##### EXTRACTED DATA

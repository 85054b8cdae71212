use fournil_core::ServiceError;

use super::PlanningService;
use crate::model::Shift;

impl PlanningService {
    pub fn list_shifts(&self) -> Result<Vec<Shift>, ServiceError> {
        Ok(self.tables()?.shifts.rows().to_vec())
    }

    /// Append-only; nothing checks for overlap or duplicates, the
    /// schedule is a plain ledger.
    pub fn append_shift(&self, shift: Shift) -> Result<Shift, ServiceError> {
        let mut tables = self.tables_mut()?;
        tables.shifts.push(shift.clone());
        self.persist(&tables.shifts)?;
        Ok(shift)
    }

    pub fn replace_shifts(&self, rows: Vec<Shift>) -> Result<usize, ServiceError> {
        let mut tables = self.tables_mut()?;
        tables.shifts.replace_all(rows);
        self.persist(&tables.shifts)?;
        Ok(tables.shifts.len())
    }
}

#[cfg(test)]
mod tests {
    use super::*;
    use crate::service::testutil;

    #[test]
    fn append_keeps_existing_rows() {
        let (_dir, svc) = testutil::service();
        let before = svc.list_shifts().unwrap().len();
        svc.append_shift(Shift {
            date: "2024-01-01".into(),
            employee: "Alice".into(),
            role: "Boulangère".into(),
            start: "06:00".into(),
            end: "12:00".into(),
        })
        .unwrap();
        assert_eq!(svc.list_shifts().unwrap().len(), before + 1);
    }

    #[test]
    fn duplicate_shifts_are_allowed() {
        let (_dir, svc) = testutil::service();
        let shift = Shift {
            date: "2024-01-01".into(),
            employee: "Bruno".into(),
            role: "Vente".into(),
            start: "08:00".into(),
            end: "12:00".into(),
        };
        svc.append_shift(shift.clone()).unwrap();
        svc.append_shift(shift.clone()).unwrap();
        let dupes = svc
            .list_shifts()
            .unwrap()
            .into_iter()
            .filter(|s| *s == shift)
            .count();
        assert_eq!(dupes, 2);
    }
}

##########
##### EXTRACTED DATA

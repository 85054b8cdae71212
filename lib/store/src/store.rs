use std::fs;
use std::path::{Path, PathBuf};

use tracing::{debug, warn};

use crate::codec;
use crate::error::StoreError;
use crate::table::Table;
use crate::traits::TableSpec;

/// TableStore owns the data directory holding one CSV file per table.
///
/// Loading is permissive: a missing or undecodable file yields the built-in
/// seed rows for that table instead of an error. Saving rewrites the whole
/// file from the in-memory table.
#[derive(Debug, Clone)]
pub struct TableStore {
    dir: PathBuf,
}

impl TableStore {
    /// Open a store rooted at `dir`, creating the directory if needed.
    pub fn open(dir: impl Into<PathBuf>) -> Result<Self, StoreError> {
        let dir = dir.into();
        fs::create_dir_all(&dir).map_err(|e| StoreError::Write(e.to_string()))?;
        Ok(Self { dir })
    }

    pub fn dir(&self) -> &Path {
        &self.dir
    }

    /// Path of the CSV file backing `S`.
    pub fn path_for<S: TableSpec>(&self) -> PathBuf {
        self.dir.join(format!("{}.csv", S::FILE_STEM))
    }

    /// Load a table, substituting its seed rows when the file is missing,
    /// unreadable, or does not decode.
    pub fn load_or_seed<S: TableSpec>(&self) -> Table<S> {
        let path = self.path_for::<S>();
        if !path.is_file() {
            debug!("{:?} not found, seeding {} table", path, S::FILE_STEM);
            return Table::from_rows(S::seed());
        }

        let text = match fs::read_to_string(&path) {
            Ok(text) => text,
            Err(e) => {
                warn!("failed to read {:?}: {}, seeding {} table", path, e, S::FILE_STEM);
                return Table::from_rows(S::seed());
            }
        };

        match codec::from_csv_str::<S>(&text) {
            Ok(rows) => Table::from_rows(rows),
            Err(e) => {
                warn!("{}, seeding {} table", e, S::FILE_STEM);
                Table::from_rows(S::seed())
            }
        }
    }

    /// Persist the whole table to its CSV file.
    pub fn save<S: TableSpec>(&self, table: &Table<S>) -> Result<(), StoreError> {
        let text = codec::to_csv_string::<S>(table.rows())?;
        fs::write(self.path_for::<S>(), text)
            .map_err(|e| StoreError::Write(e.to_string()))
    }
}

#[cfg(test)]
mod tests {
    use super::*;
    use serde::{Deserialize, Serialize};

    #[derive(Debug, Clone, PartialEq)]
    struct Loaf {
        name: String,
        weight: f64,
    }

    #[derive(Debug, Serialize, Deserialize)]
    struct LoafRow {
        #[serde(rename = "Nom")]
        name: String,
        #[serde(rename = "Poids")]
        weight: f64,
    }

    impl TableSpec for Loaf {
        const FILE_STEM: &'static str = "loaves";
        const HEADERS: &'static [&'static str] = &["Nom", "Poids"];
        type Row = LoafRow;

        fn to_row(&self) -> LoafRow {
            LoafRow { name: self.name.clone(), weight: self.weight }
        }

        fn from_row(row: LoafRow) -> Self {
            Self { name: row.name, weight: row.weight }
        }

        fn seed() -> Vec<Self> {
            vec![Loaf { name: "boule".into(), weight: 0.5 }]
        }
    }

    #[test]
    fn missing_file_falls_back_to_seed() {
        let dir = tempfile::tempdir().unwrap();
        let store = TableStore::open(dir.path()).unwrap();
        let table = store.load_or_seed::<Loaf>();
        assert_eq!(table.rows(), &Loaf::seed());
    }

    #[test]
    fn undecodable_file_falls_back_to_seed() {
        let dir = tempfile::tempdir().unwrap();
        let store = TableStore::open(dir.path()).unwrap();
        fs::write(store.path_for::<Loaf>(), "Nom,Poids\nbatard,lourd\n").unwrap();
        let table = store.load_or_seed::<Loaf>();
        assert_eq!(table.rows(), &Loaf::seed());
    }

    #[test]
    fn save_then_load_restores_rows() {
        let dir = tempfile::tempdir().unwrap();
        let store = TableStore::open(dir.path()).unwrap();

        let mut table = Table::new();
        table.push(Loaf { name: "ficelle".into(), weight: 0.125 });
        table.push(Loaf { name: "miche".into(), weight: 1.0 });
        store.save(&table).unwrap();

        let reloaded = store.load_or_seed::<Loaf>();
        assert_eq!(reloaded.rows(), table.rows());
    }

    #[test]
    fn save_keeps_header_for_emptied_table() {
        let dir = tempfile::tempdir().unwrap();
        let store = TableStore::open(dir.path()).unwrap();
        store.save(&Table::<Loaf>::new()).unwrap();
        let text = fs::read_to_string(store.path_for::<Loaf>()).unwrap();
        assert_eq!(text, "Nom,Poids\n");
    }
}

##########

TO DO - Going through the records above line by line, count those that hold the word "reloaded", and answer with the number only.

YOUR SOLUTION - 2